:: Task requirements ::
The lines wanted are those in the data below that include "Dropping".
Start of Entries provided
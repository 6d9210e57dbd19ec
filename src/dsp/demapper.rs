//! Hard-decision demapper
//!
//! Classifies each received sample to the nearest ideal constellation point
//! (minimum Euclidean distance). Equidistant points resolve to the lowest
//! index: a later point only replaces the current best when strictly closer.

use num_complex::Complex64;

use super::constellation::ConstellationTable;
use crate::domain::DemapResult;

/// Minimum-distance demapper over a fixed constellation
#[derive(Debug, Clone)]
pub struct Demapper {
    table: ConstellationTable,
}

impl Demapper {
    pub fn new(table: ConstellationTable) -> Self {
        Self { table }
    }

    /// Nearest ideal point to `sample`, with its index
    pub fn demap(&self, sample: Complex64) -> DemapResult {
        let points = self.table.values();
        let mut best = 0;
        let mut best_dist = (sample - points[0]).norm_sqr();

        for (i, &point) in points.iter().enumerate().skip(1) {
            let dist = (sample - point).norm_sqr();
            if dist < best_dist {
                best_dist = dist;
                best = i;
            }
        }

        DemapResult {
            ideal: points[best],
            index: best,
        }
    }

    pub fn table(&self) -> &ConstellationTable {
        &self.table
    }

    /// Constellation size (N)
    pub fn dimension(&self) -> usize {
        self.table.len()
    }
}
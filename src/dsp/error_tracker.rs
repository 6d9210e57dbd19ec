//! Per-symbol error tracker
//!
//! Keeps one exponential moving average of the error vector
//! (received − ideal) for every constellation index. Under I/Q imbalance
//! each point is displaced differently, so a single global average would
//! cancel the bias out; per-point averages preserve it.
//!
//! Storage is a fixed slot per index, allocated once at construction. A slot
//! is seeded with the first error seen for its index.

use num_complex::Complex64;

use crate::domain::{check_alpha, ProbeError, ProbeResult};

pub struct ErrorTracker {
    alpha: f64,
    averages: Vec<Option<Complex64>>,
}

impl ErrorTracker {
    /// Tracker for a constellation of `dimension` points
    pub fn new(dimension: usize, alpha: f64) -> ProbeResult<Self> {
        if dimension == 0 {
            return Err(ProbeError::InvalidParameter(
                "constellation dimension must be non-zero".to_string(),
            ));
        }
        Ok(Self {
            alpha: check_alpha(alpha)?,
            averages: vec![None; dimension],
        })
    }

    /// Fold the error of one classified sample into its symbol's average and
    /// return that average.
    ///
    /// `index` must come from a demapper over the same constellation.
    pub fn update_error(&mut self, received: Complex64, ideal: Complex64, index: usize) -> Complex64 {
        let err = received - ideal;
        let slot = &mut self.averages[index];
        let updated = match *slot {
            Some(avg) => err * self.alpha + avg * (1.0 - self.alpha),
            None => err,
        };
        *slot = Some(updated);
        updated
    }

    /// Current average for `index`; `None` until that symbol has been seen
    pub fn average(&self, index: usize) -> ProbeResult<Option<Complex64>> {
        self.averages.get(index).copied().ok_or_else(|| {
            ProbeError::InvalidParameter(format!(
                "symbol index {index} out of range for {} points",
                self.averages.len()
            ))
        })
    }

    /// Number of symbols observed at least once
    pub fn observed_symbols(&self) -> usize {
        self.averages.iter().filter(|a| a.is_some()).count()
    }
}
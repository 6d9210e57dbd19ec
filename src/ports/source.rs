//! Sample source port

use crate::domain::{IqSample, ProbeResult};

/// Supplier of complex baseband samples, consumed in batches
pub trait IqSource: Send {
    /// Fill `buf` from the front with as many samples as are available.
    ///
    /// Returns the number written; 0 means the stream has ended.
    fn read_batch(&mut self, buf: &mut [IqSample]) -> ProbeResult<usize>;
}
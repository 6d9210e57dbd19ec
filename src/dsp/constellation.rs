//! Constellation table
//!
//! Immutable, ordered set of ideal symbol values. A point's index is its
//! position in the table.

use num_complex::{Complex32, Complex64};
use std::f64::consts::{FRAC_1_SQRT_2, PI};

use crate::domain::{ConstellationPoint, ProbeConfig, ProbeError, ProbeResult};

/// Ordered, non-empty set of ideal constellation points
#[derive(Debug, Clone, PartialEq)]
pub struct ConstellationTable {
    points: Vec<Complex64>,
}

impl ConstellationTable {
    /// Build a table from single-precision points, as found in configs.
    pub fn new(symbols: &[Complex32]) -> ProbeResult<Self> {
        Self::from_points(
            symbols
                .iter()
                .map(|s| Complex64::new(s.re as f64, s.im as f64))
                .collect(),
        )
    }

    pub fn from_points(points: Vec<Complex64>) -> ProbeResult<Self> {
        if points.is_empty() {
            return Err(ProbeError::InvalidParameter(
                "symbol table is empty".to_string(),
            ));
        }
        if points.iter().any(|p| !p.re.is_finite() || !p.im.is_finite()) {
            return Err(ProbeError::InvalidParameter(
                "symbol table contains a non-finite point".to_string(),
            ));
        }
        Ok(Self { points })
    }

    /// Resolve the table a config asks for. An explicit table wins over a preset.
    pub fn from_config(config: &ProbeConfig) -> ProbeResult<Self> {
        if !config.symbol_table.is_empty() {
            return Self::new(&config.symbol_table);
        }
        match config.preset.as_deref() {
            Some(name) => Self::preset(name),
            None => Err(ProbeError::InvalidParameter(
                "symbol table is empty".to_string(),
            )),
        }
    }

    /// Look up a named constellation
    pub fn preset(name: &str) -> ProbeResult<Self> {
        match name.to_ascii_lowercase().as_str() {
            "bpsk" => Ok(Self::bpsk()),
            "qpsk" => Ok(Self::qpsk()),
            "psk8" | "8psk" => Ok(Self::psk8()),
            "qam16" | "16qam" => Ok(Self::qam16()),
            other => Err(ProbeError::InvalidParameter(format!(
                "unknown constellation preset '{other}'"
            ))),
        }
    }

    /// BPSK: {+1, -1}
    pub fn bpsk() -> Self {
        Self {
            points: vec![Complex64::new(1.0, 0.0), Complex64::new(-1.0, 0.0)],
        }
    }

    /// QPSK: {±1 ± j}/√2
    pub fn qpsk() -> Self {
        let s = FRAC_1_SQRT_2;
        Self {
            points: vec![
                Complex64::new(s, s),
                Complex64::new(-s, s),
                Complex64::new(-s, -s),
                Complex64::new(s, -s),
            ],
        }
    }

    /// 8-PSK on the unit circle, point 0 at 0°
    pub fn psk8() -> Self {
        Self {
            points: (0..8)
                .map(|k| Complex64::from_polar(1.0, 2.0 * PI * k as f64 / 8.0))
                .collect(),
        }
    }

    /// 16-QAM, 4×4 grid normalized to unit average power
    pub fn qam16() -> Self {
        let levels = [-3.0, -1.0, 1.0, 3.0];
        let norm = 1.0 / 10.0_f64.sqrt();
        let mut points = Vec::with_capacity(16);
        for &re in &levels {
            for &im in &levels {
                points.push(Complex64::new(re * norm, im * norm));
            }
        }
        Self { points }
    }

    /// Number of points (N)
    pub fn len(&self) -> usize {
        self.points.len()
    }

    /// Never true for a constructed table
    pub fn is_empty(&self) -> bool {
        self.points.is_empty()
    }

    pub fn values(&self) -> &[Complex64] {
        &self.points
    }

    pub fn point(&self, index: usize) -> Option<ConstellationPoint> {
        self.points
            .get(index)
            .map(|&value| ConstellationPoint { value, index })
    }

    pub fn points(&self) -> impl Iterator<Item = ConstellationPoint> + '_ {
        self.points
            .iter()
            .enumerate()
            .map(|(index, &value)| ConstellationPoint { value, index })
    }

    /// Mean of |point|² over the table
    pub fn average_power(&self) -> f64 {
        self.points.iter().map(|p| p.norm_sqr()).sum::<f64>() / self.points.len() as f64
    }
}
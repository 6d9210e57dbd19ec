//! Quadrature-error probe
//!
//! Pipeline per sample: demapper → {power tracker, error tracker}
//!           → quadrature-error estimator → degrees → outputs / reports
//!
//! `QeCore` is the pure numeric pipeline, `ReportSchedule` decides when a
//! periodic report is due, and `QeProbe` ties both to a `ReportSink`.

pub mod controller;
pub mod pipeline;
pub mod schedule;

pub use controller::QeProbe;
pub use pipeline::{PipelineOutput, QeCore};
pub use schedule::ReportSchedule;
//! Continuous output port

use crate::domain::ProbeResult;

/// Consumer of the two per-sample angle channels (degrees).
///
/// Both slices always have the same length; element `i` of each belongs to
/// the same input sample.
pub trait AngleOutput {
    fn write(&mut self, angleh: &[f32], anglev: &[f32]) -> ProbeResult<()>;
}
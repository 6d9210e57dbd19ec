//! CSV writer for the continuous angle channels
//!
//! One line per input sample: `index,angleh_deg,anglev_deg`.

use std::io::Write;

use crate::domain::{ProbeError, ProbeResult};
use crate::ports::AngleOutput;

pub struct CsvAngleWriter<W: Write> {
    writer: W,
    next_index: u64,
}

impl<W: Write> CsvAngleWriter<W> {
    /// Wrap `writer` and emit the header line
    pub fn new(mut writer: W) -> ProbeResult<Self> {
        writeln!(writer, "index,angleh_deg,anglev_deg")?;
        Ok(Self {
            writer,
            next_index: 0,
        })
    }

    pub fn into_inner(self) -> W {
        self.writer
    }
}

impl<W: Write> AngleOutput for CsvAngleWriter<W> {
    fn write(&mut self, angleh: &[f32], anglev: &[f32]) -> ProbeResult<()> {
        if angleh.len() != anglev.len() {
            return Err(ProbeError::InvalidParameter(format!(
                "angle channels differ in length ({} vs {})",
                angleh.len(),
                anglev.len()
            )));
        }
        for (h, v) in angleh.iter().zip(anglev) {
            writeln!(self.writer, "{},{h},{v}", self.next_index)?;
            self.next_index += 1;
        }
        Ok(())
    }
}

/// Output that discards everything (reports only)
#[derive(Default)]
pub struct NullOutput;

impl AngleOutput for NullOutput {
    fn write(&mut self, _angleh: &[f32], _anglev: &[f32]) -> ProbeResult<()> {
        Ok(())
    }
}
//! Report sink port

use crate::domain::{ProbeResult, QeReport};

/// Destination for periodic quadrature-error notifications.
///
/// Publishing is fire-and-forget: an `Err` means the report was dropped. The
/// probe counts the drop and carries on; it never retries.
pub trait ReportSink: Send {
    fn publish(&mut self, report: &QeReport) -> ProbeResult<()>;
}

impl<F> ReportSink for F
where
    F: FnMut(&QeReport) -> ProbeResult<()> + Send,
{
    fn publish(&mut self, report: &QeReport) -> ProbeResult<()> {
        self(report)
    }
}
//! Quadrature-Error Probe
//!
//! Passive estimator of I/Q amplitude/phase imbalance for a complex baseband
//! stream with a known constellation. Every sample is demapped to its nearest
//! ideal point; running averages of symbol power and per-symbol error yield
//! two angles (real-axis and imaginary-axis rotation) that are streamed per
//! sample and reported periodically.
//!
//! ## Architecture (Hexagonal / Ports & Adapters)
//!
//! - `domain/` - Pure domain types and configuration, no I/O dependencies
//! - `dsp/` - Per-sample estimation stages (demapper, trackers, estimator)
//! - `probe/` - The streaming controller built from those stages
//! - `ports/` - Trait definitions for sample sources, outputs and report sinks
//! - `adapters/` - Implementations of ports (files, CSV, crossbeam channel, log)
//! - `runner` - Reader thread + ring buffer feeding a probe from a source

// Core domain (pure, no I/O)
pub mod domain;
pub mod dsp;
pub mod ports;
pub mod probe;

// Adapters (external I/O)
pub mod adapters;
pub mod runner;

pub use domain::{ProbeConfig, ProbeError, ProbeResult};
pub use probe::QeProbe;
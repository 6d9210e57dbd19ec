//! Numeric core of the probe
//!
//! One call to [`QeCore::update`] per sample. Work per sample is a scan of
//! the constellation plus a handful of arithmetic operations; nothing is
//! allocated after construction.

use num_complex::Complex64;

use crate::domain::{AngleEstimate, DemapResult, ProbeConfig, ProbeResult};
use crate::dsp::{ConstellationTable, Demapper, ErrorTracker, PowerTracker, QuadratureEstimator};

/// Everything the pipeline derived from one sample
#[derive(Debug, Clone, Copy, PartialEq)]
pub struct PipelineOutput {
    pub demap: DemapResult,
    pub avg_power: f64,
    /// Running error average of the sample's symbol
    pub error: Complex64,
    pub angles: AngleEstimate,
    /// Average power was at or below the floor; `angles` are forced to zero
    pub degenerate: bool,
}

/// Demapper, trackers and estimator, run in a fixed order per sample
pub struct QeCore {
    demapper: Demapper,
    power: PowerTracker,
    errors: ErrorTracker,
    estimator: QuadratureEstimator,
}

impl QeCore {
    pub fn new(config: &ProbeConfig) -> ProbeResult<Self> {
        config.validate()?;
        let table = ConstellationTable::from_config(config)?;
        Self::from_parts(table, config.alpha, config.power_floor)
    }

    pub fn from_parts(table: ConstellationTable, alpha: f64, power_floor: f64) -> ProbeResult<Self> {
        let dimension = table.len();
        Ok(Self {
            demapper: Demapper::new(table),
            power: PowerTracker::new(alpha)?,
            errors: ErrorTracker::new(dimension, alpha)?,
            estimator: QuadratureEstimator::new(power_floor)?,
        })
    }

    /// Run one sample through the pipeline.
    ///
    /// Both trackers observe the same demap result. A non-finite sample
    /// returns `None` and leaves every tracker untouched.
    pub fn update(&mut self, sample: Complex64) -> Option<PipelineOutput> {
        if !sample.re.is_finite() || !sample.im.is_finite() {
            return None;
        }
        let demap = self.demapper.demap(sample);
        let avg_power = self.power.update_avg_power(demap.ideal);
        let error = self.errors.update_error(sample, demap.ideal, demap.index);
        let (angles, degenerate) = match self.estimator.try_estimate(avg_power, error) {
            Some(angles) => (angles, false),
            None => (AngleEstimate::ZERO, true),
        };

        Some(PipelineOutput {
            demap,
            avg_power,
            error,
            angles,
            degenerate,
        })
    }

    pub fn demapper(&self) -> &Demapper {
        &self.demapper
    }

    pub fn error_tracker(&self) -> &ErrorTracker {
        &self.errors
    }

    pub fn avg_power(&self) -> f64 {
        self.power.avg_power()
    }
}
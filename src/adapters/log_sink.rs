//! Report sink that writes every notification to the log.
//!
//! Useful as a default when nothing subscribes to the reports:
//!
//!   RUST_LOG=qeprobe_lib=info qeprobe --input capture.cfile --preset qpsk --log-reports

use crate::domain::{ProbeResult, QeReport};
use crate::ports::ReportSink;

#[derive(Default)]
pub struct LogSink;

impl LogSink {
    pub fn new() -> Self {
        Self
    }
}

impl ReportSink for LogSink {
    fn publish(&mut self, report: &QeReport) -> ProbeResult<()> {
        log::info!(
            "[{}] {:+.4}° (sample {})",
            report.axis.topic(),
            report.degrees,
            report.sample_index
        );
        Ok(())
    }
}
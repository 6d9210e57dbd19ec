//! Report cadence
//!
//! Counts samples and fires once the count exceeds the period, then starts
//! over from zero. A report therefore lands every `period + 1` samples.

pub struct ReportSchedule {
    count: u64,
    period: u64,
}

impl ReportSchedule {
    pub fn new(period: u64) -> Self {
        Self { count: 0, period }
    }

    /// Account for one sample; true when a report is due
    pub fn tick(&mut self) -> bool {
        self.count += 1;
        if self.count > self.period {
            self.count = 0;
            true
        } else {
            false
        }
    }

    pub fn count(&self) -> u64 {
        self.count
    }
}
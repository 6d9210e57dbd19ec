//! Streaming controller
//!
//! Drives [`QeCore`] one sample at a time, writes the two continuous angle
//! channels (degrees) and publishes a report pair to the sink whenever the
//! [`ReportSchedule`] fires. Samples are processed strictly in order; the
//! trackers carry state from each sample to the next.

use num_complex::Complex64;

use super::pipeline::QeCore;
use super::schedule::ReportSchedule;
use crate::domain::{Axis, IqSample, ProbeConfig, ProbeResult, ProbeStatus, QeReport};
use crate::ports::ReportSink;

/// Quadrature-error probe: per-sample estimation plus periodic reporting
pub struct QeProbe {
    core: QeCore,
    schedule: ReportSchedule,
    sink: Box<dyn ReportSink>,
    /// Latest (angleh, anglev) in degrees
    latest: (f64, f64),
    status: ProbeStatus,
}

impl QeProbe {
    /// Validate `config` and build a probe publishing to `sink`
    pub fn new(config: &ProbeConfig, sink: Box<dyn ReportSink>) -> ProbeResult<Self> {
        let core = QeCore::new(config)?;
        log::info!(
            "QE probe '{}' ready: {} constellation points, alpha={}, period={}, power_floor={:e}",
            config.name,
            core.demapper().dimension(),
            config.alpha,
            config.period,
            config.power_floor
        );
        Ok(Self {
            core,
            schedule: ReportSchedule::new(config.period),
            sink,
            latest: (0.0, 0.0),
            status: ProbeStatus::default(),
        })
    }

    /// Process one sample and return (angleh, anglev) in degrees.
    ///
    /// Non-finite samples never reach the trackers: the previous angles are
    /// repeated, but the sample still counts toward the report period.
    pub fn process_sample(&mut self, sample: IqSample) -> (f64, f64) {
        let sample_index = self.status.samples_processed;
        self.status.samples_processed += 1;

        match self
            .core
            .update(Complex64::new(sample.re as f64, sample.im as f64))
        {
            Some(out) => {
                if out.degenerate {
                    self.status.degenerate_samples += 1;
                }
                self.latest = out.angles.to_degrees();
            }
            None => {
                self.status.rejected_samples += 1;
                if self.status.rejected_samples == 1 {
                    log::warn!("Rejecting non-finite sample {sample} at position {sample_index}");
                }
            }
        }

        if self.schedule.tick() {
            self.emit(sample_index);
        }

        self.latest
    }

    /// Process a batch. Consumes as many samples as both output buffers can
    /// hold and returns that count.
    pub fn work(&mut self, input: &[IqSample], angleh_out: &mut [f32], anglev_out: &mut [f32]) -> usize {
        let mut produced = 0;
        for ((&sample, h), v) in input
            .iter()
            .zip(angleh_out.iter_mut())
            .zip(anglev_out.iter_mut())
        {
            let (angleh, anglev) = self.process_sample(sample);
            *h = angleh as f32;
            *v = anglev as f32;
            produced += 1;
        }
        produced
    }

    fn emit(&mut self, sample_index: u64) {
        self.status.reports_emitted += 1;
        let (angleh, anglev) = self.latest;

        for (axis, degrees) in [(Axis::Real, angleh), (Axis::Imag, anglev)] {
            let report = QeReport {
                axis,
                degrees,
                sample_index,
            };
            match self.sink.publish(&report) {
                Ok(()) => log::debug!("{} = {degrees:.4}° at sample {sample_index}", axis.topic()),
                Err(e) => {
                    self.status.reports_dropped += 1;
                    if self.status.reports_dropped == 1 {
                        log::warn!("Dropping {} report: {e}", axis.topic());
                    } else {
                        log::debug!("Dropping {} report: {e}", axis.topic());
                    }
                }
            }
        }
    }

    /// Latest (angleh, anglev) in degrees
    pub fn latest_degrees(&self) -> (f64, f64) {
        self.latest
    }

    pub fn status(&self) -> ProbeStatus {
        self.status
    }

    pub fn core(&self) -> &QeCore {
        &self.core
    }

    /// Samples counted since the last report
    pub fn pending(&self) -> u64 {
        self.schedule.count()
    }
}

#[cfg(test)]
mod tests {
    use super::*;
    use crate::domain::ProbeError;
    use num_complex::Complex32;
    use std::sync::{Arc, Mutex};

    fn cross_config() -> ProbeConfig {
        ProbeConfig::new(
            vec![
                Complex32::new(1.0, 0.0),
                Complex32::new(-1.0, 0.0),
                Complex32::new(0.0, 1.0),
                Complex32::new(0.0, -1.0),
            ],
            0.1,
        )
    }

    fn recording_probe(config: &ProbeConfig) -> (QeProbe, Arc<Mutex<Vec<QeReport>>>) {
        let log = Arc::new(Mutex::new(Vec::new()));
        let sink_log = Arc::clone(&log);
        let sink = move |r: &QeReport| -> ProbeResult<()> {
            sink_log.lock().unwrap().push(*r);
            Ok(())
        };
        (QeProbe::new(config, Box::new(sink)).unwrap(), log)
    }

    #[test]
    fn reports_pair_every_period_plus_one_samples() {
        let (mut probe, log) = recording_probe(&cross_config().period(4));
        for _ in 0..15 {
            probe.process_sample(Complex32::new(1.0, 0.0));
        }
        let reports = log.lock().unwrap();
        let indices: Vec<u64> = reports.iter().map(|r| r.sample_index).collect();
        assert_eq!(indices, vec![4, 4, 9, 9, 14, 14]);
        assert_eq!(reports[0].axis, Axis::Real);
        assert_eq!(reports[1].axis, Axis::Imag);
        assert_eq!(probe.status().reports_emitted, 3);
        assert_eq!(probe.pending(), 0);
    }

    #[test]
    fn report_matches_triggering_sample_outputs() {
        let (mut probe, log) = recording_probe(&cross_config().period(2));
        let input = [
            Complex32::new(1.1, 0.05),
            Complex32::new(1.0, 0.0),
            Complex32::new(0.98, -0.02),
        ];
        let mut h = [0.0f32; 3];
        let mut v = [0.0f32; 3];
        assert_eq!(probe.work(&input, &mut h, &mut v), 3);

        let reports = log.lock().unwrap();
        assert_eq!(reports.len(), 2);
        assert_eq!(reports[0].degrees as f32, h[2]);
        assert_eq!(reports[1].degrees as f32, v[2]);
    }

    #[test]
    fn work_stops_at_shortest_buffer() {
        let (mut probe, _) = recording_probe(&cross_config());
        let input = [Complex32::new(1.0, 0.0); 8];
        let mut h = [0.0f32; 5];
        let mut v = [0.0f32; 8];
        assert_eq!(probe.work(&input, &mut h, &mut v), 5);
        assert_eq!(probe.status().samples_processed, 5);
    }

    #[test]
    fn non_finite_samples_hold_previous_angles() {
        let (mut probe, _) = recording_probe(&cross_config());
        let first = probe.process_sample(Complex32::new(1.0, 0.1));
        let held = probe.process_sample(Complex32::new(f32::NAN, 0.0));
        let held_inf = probe.process_sample(Complex32::new(1.0, f32::INFINITY));
        assert_eq!(first, held);
        assert_eq!(first, held_inf);
        assert_eq!(probe.status().rejected_samples, 2);
        assert_eq!(probe.status().samples_processed, 3);
        assert_eq!(probe.pending(), 3);
    }

    #[test]
    fn degenerate_power_counts_and_latest_tracks_outputs() {
        let (mut probe, _) = recording_probe(&ProbeConfig::new(vec![Complex32::new(0.0, 0.0)], 0.1));
        let input = [
            Complex32::new(0.3, -0.2),
            Complex32::new(1.0, 1.0),
            Complex32::new(-0.5, 0.0),
        ];
        let mut h = [1.0f32; 3];
        let mut v = [1.0f32; 3];
        assert_eq!(probe.work(&input, &mut h, &mut v), 3);
        assert_eq!(h, [0.0; 3]);
        assert_eq!(v, [0.0; 3]);
        assert_eq!(probe.status().degenerate_samples, 3);
        assert_eq!(probe.latest_degrees(), (0.0, 0.0));

        let last = probe.process_sample(Complex32::new(0.1, 0.1));
        assert_eq!(probe.latest_degrees(), last);
        assert_eq!(probe.status().degenerate_samples, 4);

        let held = probe.process_sample(Complex32::new(f32::NAN, 0.0));
        assert_eq!(probe.latest_degrees(), held);
        assert_eq!(held, last);
        assert_eq!(probe.status().degenerate_samples, 4);
        assert_eq!(probe.status().rejected_samples, 1);
    }

    #[test]
    fn failing_sink_drops_reports_and_keeps_running() {
        let sink = |_: &QeReport| -> ProbeResult<()> {
            Err(ProbeError::Transport("unavailable".to_string()))
        };
        let mut probe = QeProbe::new(&cross_config().period(1), Box::new(sink)).unwrap();
        for _ in 0..6 {
            probe.process_sample(Complex32::new(-1.0, 0.0));
        }
        let status = probe.status();
        assert_eq!(status.samples_processed, 6);
        assert_eq!(status.reports_emitted, 3);
        assert_eq!(status.reports_dropped, 6);
    }

    #[test]
    fn rejects_invalid_configuration() {
        for config in [
            ProbeConfig::new(Vec::new(), 0.1),
            cross_config().period(0),
            ProbeConfig::new(cross_config().symbol_table, 0.0),
            ProbeConfig::new(cross_config().symbol_table, 1.5),
        ] {
            let sink = |_: &QeReport| -> ProbeResult<()> { Ok(()) };
            assert!(matches!(
                QeProbe::new(&config, Box::new(sink)),
                Err(ProbeError::InvalidParameter(_))
            ));
        }
    }
}
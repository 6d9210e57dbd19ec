//! Core domain types
//!
//! Pure types with no I/O dependencies. These represent the core concepts
//! of the quadrature-error probe.

pub mod config;
pub mod error;
pub mod types;

pub use config::*;
pub use error::*;
pub use types::*;
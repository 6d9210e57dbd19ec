//! Domain error types

use thiserror::Error;

/// Errors that can occur while building or driving a QE probe
#[derive(Error, Debug)]
pub enum ProbeError {
    #[error("Invalid parameter: {0}")]
    InvalidParameter(String),

    #[error("Configuration error: {0}")]
    Config(String),

    #[error("I/O error: {0}")]
    Io(String),

    #[error("Transport error: {0}")]
    Transport(String),
}

impl From<std::io::Error> for ProbeError {
    fn from(e: std::io::Error) -> Self {
        ProbeError::Io(e.to_string())
    }
}

/// Result type alias for probe operations
pub type ProbeResult<T> = Result<T, ProbeError>;
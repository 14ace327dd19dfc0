//! archetype's main application entry point.

use archetype::{
    cli::get_args, error::default_error_handler, generator::generate, logger::init_logger,
    prompt::DialoguerPrompter,
};

/// Main application entry point.
fn main() {
    let args = get_args();
    init_logger(args.verbose);

    let prompter = DialoguerPrompter::new();
    if let Err(err) = generate(
        &args.transformations,
        &args.source,
        &args.destination,
        args.inputs.as_slice(),
        &prompter,
    ) {
        default_error_handler(err);
    }
}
End of Entries provided
:: Written response ::
                        log::warn!("Dropping {} report: {e}", axis.topic());
                        log::debug!("Dropping {} report: {e}", axis.topic());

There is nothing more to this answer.